◆ **REQUIREMENT**: Produce an exact copy of all the records.

◆ **RECORDS TO USE**:
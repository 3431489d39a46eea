//! Navigation state machine.
//!
//! The navigator owns the current [`NavigationState`] and [`AssetResult`].
//! It never performs I/O itself: every transition returns the [`Effect`]s
//! the host must run, and fetch results come back through
//! [`Navigator::complete`].

use crate::asset::{AssetResult, StatusClass, resolve};
use crate::cancel::Cancellation;
use crate::history::{History, NavigationState};
use crate::intent::Intent;
use crate::view::View;
use url::Url;

/// Base used to resolve relative hrefs. Only its path component is kept.
const RESOLVE_BASE: &str = "http://mark.invalid";

/// Default browsing context for external links.
const EXTERNAL_TARGET: &str = "_blank";

/// Identifies one fetch. A result is only accepted for the latest ticket.
#[derive(Debug, Clone, Copy, PartialEq, Eq, Hash)]
pub struct Ticket(pub u64);

/// A scroll position to apply on the next tick.
#[derive(Debug, Clone, PartialEq, Eq)]
pub enum Scroll {
    /// The element with this id, percent-encoded as in the location.
    /// No-op if the document has no such element.
    Anchor(String),
    /// Top of the page.
    Top,
}

/// Work the host must perform after a transition.
#[derive(Debug, Clone)]
pub enum Effect {
    /// Fetch `url` and report back with [`Navigator::complete`].
    Fetch {
        /// Ticket to hand back with the result.
        ticket: Ticket,
        /// Resolved asset URL.
        url: String,
        /// Cancelled when a later navigation supersedes this one.
        token: Cancellation,
    },
    /// Deferred scroll.
    Scroll(Scroll),
    /// Open a link outside the site.
    OpenExternal {
        /// Link target.
        href: String,
        /// Browsing context name.
        target: String,
    },
    /// Set the `active` attribute of the clicked image.
    SetImageActive(bool),
}

/// Navigator phase.
#[derive(Debug, Clone, Copy, PartialEq, Eq)]
pub enum Phase {
    /// Not started.
    Idle,
    /// Waiting for the current asset.
    Loading,
    /// Showing the result of the current asset.
    Displaying(StatusClass),
}

#[derive(Debug)]
struct InFlight {
    ticket: Ticket,
    token: Cancellation,
}

/// The navigation state machine.
#[derive(Debug)]
pub struct Navigator<H: History> {
    history: H,
    state: Option<NavigationState>,
    phase: Phase,
    result: AssetResult,
    in_flight: Option<InFlight>,
    next_ticket: u64,
}

impl<H: History> Navigator<H> {
    /// Creates an idle navigator over `history`.
    pub fn new(history: H) -> Self {
        Self {
            history,
            state: None,
            phase: Phase::Idle,
            result: AssetResult::pending(),
            in_flight: None,
            next_ticket: 0,
        }
    }

    /// Loads the current history entry.
    pub fn start(&mut self) -> Vec<Effect> {
        let current = self.history.current();
        log::debug!("Starting navigation at {}", current.href());
        self.transition(current)
    }

    /// Handles one intent.
    pub fn dispatch(&mut self, intent: Intent) -> Vec<Effect> {
        match intent {
            Intent::InternalLink { href } => self.follow(&href),
            Intent::AnchorLink { fragment } => {
                let path = self.current_path();
                let next = NavigationState::new(path, &fragment);
                self.history.push(&next);
                self.transition(next)
            }
            Intent::ExternalLink { href, target } => vec![Effect::OpenExternal {
                href,
                target: target
                    .filter(|target| !target.is_empty())
                    .unwrap_or_else(|| EXTERNAL_TARGET.to_string()),
            }],
            Intent::ImageToggle { active } => vec![Effect::SetImageActive(!active)],
            Intent::HistoryRestore => {
                let current = self.history.current();
                self.transition(current)
            }
        }
    }

    /// Accepts the result of the fetch issued under `ticket`.
    ///
    /// Results for superseded or cancelled fetches are dropped.
    pub fn complete(&mut self, ticket: Ticket, result: AssetResult) -> Vec<Effect> {
        let current = match &self.in_flight {
            Some(in_flight) if in_flight.ticket == ticket && !in_flight.token.is_cancelled() => {
                true
            }
            _ => false,
        };
        if !current {
            log::debug!("Discarding stale result for ticket {}", ticket.0);
            return Vec::new();
        }

        self.in_flight = None;
        log::debug!("Displaying {:?}", result.status);
        self.phase = Phase::Displaying(result.status);
        self.result = result;
        vec![Effect::Scroll(self.scroll_target())]
    }

    /// Current navigation state, once started.
    pub fn state(&self) -> Option<&NavigationState> {
        self.state.as_ref()
    }

    /// Current phase.
    pub fn phase(&self) -> Phase {
        self.phase
    }

    /// Result for the current path.
    pub fn result(&self) -> &AssetResult {
        &self.result
    }

    /// What the page should show.
    pub fn view(&self) -> View<'_> {
        View::new(self.phase, &self.result)
    }

    /// The wrapped history.
    pub fn history(&self) -> &H {
        &self.history
    }

    /// Mutable access to the wrapped history, for hosts that move through
    /// it before dispatching [`Intent::HistoryRestore`].
    pub fn history_mut(&mut self) -> &mut H {
        &mut self.history
    }

    fn current_path(&self) -> String {
        match &self.state {
            Some(state) => state.path.clone(),
            None => self.history.current().path,
        }
    }

    fn follow(&mut self, href: &str) -> Vec<Effect> {
        let resolved = Url::parse(RESOLVE_BASE)
            .and_then(|base| base.join(&self.current_path()))
            .and_then(|location| location.join(href));
        let target = match resolved {
            Ok(target) => target,
            Err(err) => {
                log::warn!("Ignoring unresolvable link {href:?}: {err}");
                return Vec::new();
            }
        };

        if target.host_str() != Some("mark.invalid") {
            return vec![Effect::OpenExternal {
                href: href.to_string(),
                target: EXTERNAL_TARGET.to_string(),
            }];
        }

        let next = NavigationState::new(target.path(), target.fragment().unwrap_or(""));
        self.history.push(&next);
        self.transition(next)
    }

    fn transition(&mut self, next: NavigationState) -> Vec<Effect> {
        let same_path = self.phase != Phase::Idle
            && self
                .state
                .as_ref()
                .is_some_and(|current| current.path == next.path);
        self.state = Some(next);

        if same_path {
            vec![Effect::Scroll(self.scroll_target())]
        } else {
            vec![self.begin_fetch()]
        }
    }

    fn begin_fetch(&mut self) -> Effect {
        if let Some(previous) = self.in_flight.take() {
            log::debug!("Cancelling fetch for ticket {}", previous.ticket.0);
            previous.token.cancel();
        }

        let ticket = Ticket(self.next_ticket);
        self.next_ticket += 1;
        let token = Cancellation::new();
        self.in_flight = Some(InFlight {
            ticket,
            token: token.clone(),
        });
        self.phase = Phase::Loading;
        self.result = AssetResult::pending();

        let path = self.state.as_ref().map_or("/", |state| state.path.as_str());
        let url = resolve(path);
        log::debug!("Fetching {url} (ticket {})", ticket.0);
        Effect::Fetch { ticket, url, token }
    }

    fn scroll_target(&self) -> Scroll {
        match &self.state {
            Some(state) if !state.hash.is_empty() => Scroll::Anchor(state.hash.clone()),
            _ => Scroll::Top,
        }
    }
}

◆ **EXPECTED ANSWER**:
repository 3431489d39a46eea
//! Navigation state machine.
//!
//! The navigator owns the current [`NavigationState`] and [`AssetResult`].
//! It never performs I/O itself: every transition returns the [`Effect`]s
//! the host must run, and fetch results come back through
//! [`Navigator::complete`].

use crate::asset::{AssetResult, StatusClass, resolve};
use crate::cancel::Cancellation;
use crate::history::{History, NavigationState};
use crate::intent::Intent;
use crate::view::View;
use url::Url;

/// Base used to resolve relative hrefs. Only its path component is kept.
const RESOLVE_BASE: &str = "http://mark.invalid";

/// Default browsing context for external links.
const EXTERNAL_TARGET: &str = "_blank";

/// Identifies one fetch. A result is only accepted for the latest ticket.
#[derive(Debug, Clone, Copy, PartialEq, Eq, Hash)]
pub struct Ticket(pub u64);

/// A scroll position to apply on the next tick.
#[derive(Debug, Clone, PartialEq, Eq)]
pub enum Scroll {
    /// The element with this id, percent-encoded as in the location.
    /// No-op if the document has no such element.
    Anchor(String),
    /// Top of the page.
    Top,
}

/// Work the host must perform after a transition.
#[derive(Debug, Clone)]
pub enum Effect {
    /// Fetch `url` and report back with [`Navigator::complete`].
    Fetch {
        /// Ticket to hand back with the result.
        ticket: Ticket,
        /// Resolved asset URL.
        url: String,
        /// Cancelled when a later navigation supersedes this one.
        token: Cancellation,
    },
    /// Deferred scroll.
    Scroll(Scroll),
    /// Open a link outside the site.
    OpenExternal {
        /// Link target.
        href: String,
        /// Browsing context name.
        target: String,
    },
    /// Set the `active` attribute of the clicked image.
    SetImageActive(bool),
}

/// Navigator phase.
#[derive(Debug, Clone, Copy, PartialEq, Eq)]
pub enum Phase {
    /// Not started.
    Idle,
    /// Waiting for the current asset.
    Loading,
    /// Showing the result of the current asset.
    Displaying(StatusClass),
}

#[derive(Debug)]
struct InFlight {
    ticket: Ticket,
    token: Cancellation,
}

/// The navigation state machine.
#[derive(Debug)]
pub struct Navigator<H: History> {
    history: H,
    state: Option<NavigationState>,
    phase: Phase,
    result: AssetResult,
    in_flight: Option<InFlight>,
    next_ticket: u64,
}

impl<H: History> Navigator<H> {
    /// Creates an idle navigator over `history`.
    pub fn new(history: H) -> Self {
        Self {
            history,
            state: None,
            phase: Phase::Idle,
            result: AssetResult::pending(),
            in_flight: None,
            next_ticket: 0,
        }
    }

    /// Loads the current history entry.
    pub fn start(&mut self) -> Vec<Effect> {
        let current = self.history.current();
        log::debug!("Starting navigation at {}", current.href());
        self.transition(current)
    }

    /// Handles one intent.
    pub fn dispatch(&mut self, intent: Intent) -> Vec<Effect> {
        match intent {
            Intent::InternalLink { href } => self.follow(&href),
            Intent::AnchorLink { fragment } => {
                let path = self.current_path();
                let next = NavigationState::new(path, &fragment);
                self.history.push(&next);
                self.transition(next)
            }
            Intent::ExternalLink { href, target } => vec![Effect::OpenExternal {
                href,
                target: target
                    .filter(|target| !target.is_empty())
                    .unwrap_or_else(|| EXTERNAL_TARGET.to_string()),
            }],
            Intent::ImageToggle { active } => vec![Effect::SetImageActive(!active)],
            Intent::HistoryRestore => {
                let current = self.history.current();
                self.transition(current)
            }
        }
    }

    /// Accepts the result of the fetch issued under `ticket`.
    ///
    /// Results for superseded or cancelled fetches are dropped.
    pub fn complete(&mut self, ticket: Ticket, result: AssetResult) -> Vec<Effect> {
        let current = match &self.in_flight {
            Some(in_flight) if in_flight.ticket == ticket && !in_flight.token.is_cancelled() => {
                true
            }
            _ => false,
        };
        if !current {
            log::debug!("Discarding stale result for ticket {}", ticket.0);
            return Vec::new();
        }

        self.in_flight = None;
        log::debug!("Displaying {:?}", result.status);
        self.phase = Phase::Displaying(result.status);
        self.result = result;
        vec![Effect::Scroll(self.scroll_target())]
    }

    /// Current navigation state, once started.
    pub fn state(&self) -> Option<&NavigationState> {
        self.state.as_ref()
    }

    /// Current phase.
    pub fn phase(&self) -> Phase {
        self.phase
    }

    /// Result for the current path.
    pub fn result(&self) -> &AssetResult {
        &self.result
    }

    /// What the page should show.
    pub fn view(&self) -> View<'_> {
        View::new(self.phase, &self.result)
    }

    /// The wrapped history.
    pub fn history(&self) -> &H {
        &self.history
    }

    /// Mutable access to the wrapped history, for hosts that move through
    /// it before dispatching [`Intent::HistoryRestore`].
    pub fn history_mut(&mut self) -> &mut H {
        &mut self.history
    }

    fn current_path(&self) -> String {
        match &self.state {
            Some(state) => state.path.clone(),
            None => self.history.current().path,
        }
    }

    fn follow(&mut self, href: &str) -> Vec<Effect> {
        let resolved = Url::parse(RESOLVE_BASE)
            .and_then(|base| base.join(&self.current_path()))
            .and_then(|location| location.join(href));
        let target = match resolved {
            Ok(target) => target,
            Err(err) => {
                log::warn!("Ignoring unresolvable link {href:?}: {err}");
                return Vec::new();
            }
        };

        if target.host_str() != Some("mark.invalid") {
            return vec![Effect::OpenExternal {
                href: href.to_string(),
                target: EXTERNAL_TARGET.to_string(),
            }];
        }

        let next = NavigationState::new(target.path(), target.fragment().unwrap_or(""));
        self.history.push(&next);
        self.transition(next)
    }

    fn transition(&mut self, next: NavigationState) -> Vec<Effect> {
        let same_path = self.phase != Phase::Idle
            && self
                .state
                .as_ref()
                .is_some_and(|current| current.path == next.path);
        self.state = Some(next);

        if same_path {
            vec![Effect::Scroll(self.scroll_target())]
        } else {
            vec![self.begin_fetch()]
        }
    }

    fn begin_fetch(&mut self) -> Effect {
        if let Some(previous) = self.in_flight.take() {
            log::debug!("Cancelling fetch for ticket {}", previous.ticket.0);
            previous.token.cancel();
        }

        let ticket = Ticket(self.next_ticket);
        self.next_ticket += 1;
        let token = Cancellation::new();
        self.in_flight = Some(InFlight {
            ticket,
            token: token.clone(),
        });
        self.phase = Phase::Loading;
        self.result = AssetResult::pending();

        let path = self.state.as_ref().map_or("/", |state| state.path.as_str());
        let url = resolve(path);
        log::debug!("Fetching {url} (ticket {})", ticket.0);
        Effect::Fetch { ticket, url, token }
    }

    fn scroll_target(&self) -> Scroll {
        match &self.state {
            Some(state) if !state.hash.is_empty() => Scroll::Anchor(state.hash.clone()),
            _ => Scroll::Top,
        }
    }
}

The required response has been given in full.